In her award-winning installation The past is not buried (2017, National Art Gallery of Namibia), and her subsequent exhibitions and installations They tried to bury us (2018, National Art Gallery), Unearthing (2019, Goethe Institute Johannesburg/South Africa), They tried to bury us (2019, Yaoundé/Cameroon and Akademie der Kunst, Berlin/Germany), as well as her works in the Ovizire.Somgu: From where do we speak? exhibitions (2018–2019, Hamburg/Germany; 2019 and 2020, Windhoek), Katjavivi explores two key themes – memory and the OvaHerero Genocide (1904–1908), using photography, moving images, clay sculptures and material from sites of trauma.

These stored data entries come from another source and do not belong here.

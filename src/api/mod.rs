//! HTTP binding of the dispatch service.
//!
//! | Route | Operation |
//! |---|---|
//! | `POST /jobs/submit` | submit a job |
//! | `GET /jobs/status/{job_id}` | status of one job |
//! | `GET /jobs` | every job, in submission order |
//! | `GET /jobs/next?worker_id=` | claim the next job (204 when none) |
//! | `POST /jobs/complete/{job_id}` | report passed/failed |
//! | `GET /jobs/debug` | queued jobs grouped by app version |
//! | `GET /health` | liveness and job counts |

use std::collections::BTreeMap;

use axum::{
    extract::{rejection::JsonRejection, Path, Query, State},
    http::StatusCode,
    response::{IntoResponse, Response},
    routing::{get, post},
    Json, Router,
};
use serde::{Deserialize, Serialize};
use tower_http::cors::{Any, CorsLayer};
use uuid::Uuid;

use crate::error::{QueueError, Result};
use crate::scheduler::{
    Completion, Dispatcher, JobRecord, JobStatus, Outcome, QueueStats, QueuedJobSummary,
    SubmitJobRequest, Target,
};

#[derive(Clone)]
pub struct ApiState {
    pub dispatcher: Dispatcher,
}

#[derive(Debug, Clone, Serialize, Deserialize)]
pub struct SubmitJobResponse {
    pub job_id: Uuid,
}

#[derive(Debug, Clone, PartialEq, Serialize, Deserialize)]
pub struct JobStatusResponse {
    pub job_id: Uuid,
    pub status: JobStatus,
    pub priority: i64,
    pub test_path: String,
    pub target: Target,
    pub org_id: String,
    pub app_version_id: String,
    pub retries: u32,
    pub max_retries: u32,
    pub claimed_by: Option<String>,
}

impl From<JobRecord> for JobStatusResponse {
    fn from(job: JobRecord) -> Self {
        Self {
            job_id: job.id,
            status: job.status,
            priority: job.priority,
            test_path: job.test_path,
            target: job.target,
            org_id: job.org_id,
            app_version_id: job.app_version_id,
            retries: job.retries,
            max_retries: job.max_retries,
            claimed_by: job.claimed_by,
        }
    }
}

#[derive(Debug, Clone, Default, Serialize, Deserialize)]
pub struct NextJobQuery {
    pub worker_id: Option<String>,
}

#[derive(Debug, Clone, Serialize, Deserialize)]
pub struct CompleteJobRequest {
    pub status: Outcome,
}

#[derive(Debug, Clone, Serialize, Deserialize)]
pub struct CompleteJobResponse {
    pub job_id: Uuid,
    pub message: String,
    #[serde(flatten)]
    pub completion: Completion,
}

#[derive(Debug, Clone, Serialize, Deserialize)]
pub struct HealthResponse {
    pub status: String,
    pub jobs: QueueStats,
}

pub type DebugResponse = BTreeMap<String, Vec<QueuedJobSummary>>;

/// Error body returned with every non-2xx response.
#[derive(Debug, Clone, Serialize, Deserialize)]
pub struct ErrorBody {
    pub error: String,
    pub message: String,
    #[serde(default, skip_serializing_if = "Option::is_none")]
    pub job_id: Option<String>,
    #[serde(default, skip_serializing_if = "Option::is_none")]
    pub from: Option<JobStatus>,
    #[serde(default, skip_serializing_if = "Option::is_none")]
    pub to: Option<JobStatus>,
}

impl ErrorBody {
    fn new(err: &QueueError) -> Self {
        let mut body = Self {
            error: err.code().to_string(),
            message: err.to_string(),
            job_id: None,
            from: None,
            to: None,
        };
        match err {
            QueueError::JobNotFound(id) => body.job_id = Some(id.clone()),
            QueueError::InvalidTransition { job_id, from, to } => {
                body.job_id = Some(job_id.to_string());
                body.from = Some(*from);
                body.to = Some(*to);
            }
            _ => {}
        }
        body
    }

    /// Rebuild the typed error a server sent. Unknown codes become
    /// `UnexpectedResponse`.
    pub fn into_error(self, status: u16) -> QueueError {
        match self.error.as_str() {
            "not_found" => QueueError::JobNotFound(self.job_id.unwrap_or_default()),
            "invalid_transition" => {
                match (
                    self.job_id.as_deref().map(Uuid::parse_str),
                    self.from,
                    self.to,
                ) {
                    (Some(Ok(job_id)), Some(from), Some(to)) => {
                        QueueError::InvalidTransition { job_id, from, to }
                    }
                    _ => QueueError::UnexpectedResponse {
                        status,
                        body: self.message,
                    },
                }
            }
            "validation_error" => QueueError::Validation(
                self.message
                    .strip_prefix("Validation error: ")
                    .unwrap_or(&self.message)
                    .to_string(),
            ),
            "internal_error" => QueueError::Internal(self.message),
            _ => QueueError::UnexpectedResponse {
                status,
                body: self.message,
            },
        }
    }
}

impl IntoResponse for QueueError {
    fn into_response(self) -> Response {
        let status = match &self {
            QueueError::JobNotFound(_) => StatusCode::NOT_FOUND,
            QueueError::InvalidTransition { .. } => StatusCode::CONFLICT,
            QueueError::Validation(_) => StatusCode::UNPROCESSABLE_ENTITY,
            QueueError::Transport(_) | QueueError::UnexpectedResponse { .. } => {
                StatusCode::BAD_GATEWAY
            }
            QueueError::Internal(_) => StatusCode::INTERNAL_SERVER_ERROR,
        };
        if status.is_server_error() {
            tracing::error!(error = %self, "Request failed");
        }
        (status, Json(ErrorBody::new(&self))).into_response()
    }
}

pub fn router(state: ApiState) -> Router {
    let cors = CorsLayer::new()
        .allow_origin(Any)
        .allow_methods(Any)
        .allow_headers(Any);

    Router::new()
        .route("/health", get(health_handler))
        .route("/jobs", get(list_jobs_handler))
        .route("/jobs/submit", post(submit_job_handler))
        .route("/jobs/status/:job_id", get(job_status_handler))
        .route("/jobs/next", get(next_job_handler))
        .route("/jobs/complete/:job_id", post(complete_job_handler))
        .route("/jobs/debug", get(debug_handler))
        .layer(cors)
        .with_state(state)
}

/// A path segment that is not a UUID cannot name a known job.
fn parse_job_id(raw: &str) -> Result<Uuid> {
    Uuid::parse_str(raw).map_err(|_| QueueError::JobNotFound(raw.to_string()))
}

fn json_body<T>(payload: std::result::Result<Json<T>, JsonRejection>) -> Result<T> {
    payload
        .map(|Json(body)| body)
        .map_err(|rejection| QueueError::Validation(rejection.body_text()))
}

async fn health_handler(State(state): State<ApiState>) -> Json<HealthResponse> {
    Json(HealthResponse {
        status: "ok".to_string(),
        jobs: state.dispatcher.stats().await,
    })
}

async fn list_jobs_handler(State(state): State<ApiState>) -> Json<Vec<JobRecord>> {
    Json(state.dispatcher.list().await)
}

async fn submit_job_handler(
    State(state): State<ApiState>,
    payload: std::result::Result<Json<SubmitJobRequest>, JsonRejection>,
) -> Result<Json<SubmitJobResponse>> {
    let request = json_body(payload)?;
    let job_id = state.dispatcher.submit(request).await?;
    Ok(Json(SubmitJobResponse { job_id }))
}

async fn job_status_handler(
    State(state): State<ApiState>,
    Path(job_id): Path<String>,
) -> Result<Json<JobStatusResponse>> {
    let job_id = parse_job_id(&job_id)?;
    let job = state.dispatcher.status(&job_id).await?;
    Ok(Json(job.into()))
}

async fn next_job_handler(
    State(state): State<ApiState>,
    Query(query): Query<NextJobQuery>,
) -> Response {
    match state.dispatcher.claim(query.worker_id.as_deref()).await {
        Some(job) => Json(job).into_response(),
        None => StatusCode::NO_CONTENT.into_response(),
    }
}

async fn complete_job_handler(
    State(state): State<ApiState>,
    Path(job_id): Path<String>,
    payload: std::result::Result<Json<CompleteJobRequest>, JsonRejection>,
) -> Result<Json<CompleteJobResponse>> {
    let job_id = parse_job_id(&job_id)?;
    let request = json_body(payload)?;
    let completion = state.dispatcher.complete(&job_id, request.status).await?;
    Ok(Json(CompleteJobResponse {
        job_id,
        message: completion.to_string(),
        completion,
    }))
}

async fn debug_handler(State(state): State<ApiState>) -> Json<DebugResponse> {
    Json(state.dispatcher.debug().await)
}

Her more recent works include Swapo Office, London 1977. Redacted. Outlines of memory. Missing narratives (2021), Namibia Centre Jackson Kaujeua, 1985. Redacted. Outlines of memory. Missing narratives (2021), At home, 1984. Redacted. Outlines of memory. Missing narratives (2021), and Namibia Centre baptism, 1985. Redacted. Outlines of memory. Missing narratives (2021), works from An everyday archive of independence online exhibition by StArt Gallery, Windhoek and We speak from the grave (2020), a work for the exhibition Ovizire.Somgu: From where do we speak? (2020, Frans Nambinga Arts Training Center, Windhoek). Katjavivi has traced, blacked out and carved prior works into these photos, rendering the individuals in them anonymous. Photographed again, against sand, the images link to Katjavivi’s broader creative process, where she works with the earth as a site of witness to the historical violence inflicted on Namibians by oppressive regimes. The grand narratives of state-sanctioned history tend to erase all but the most prominent figures from the story. Here, Katjavivi makes this tendency visible, while also highlighting the personal items that surround the silhouettes, subverting their erasure.
Katjavivi is the recipient of two art prizes: the Bank Windhoek Triennial 2017 – overall first prize winner, and the Bank Windhoek Triennial 2014 – 3rd prize in new media.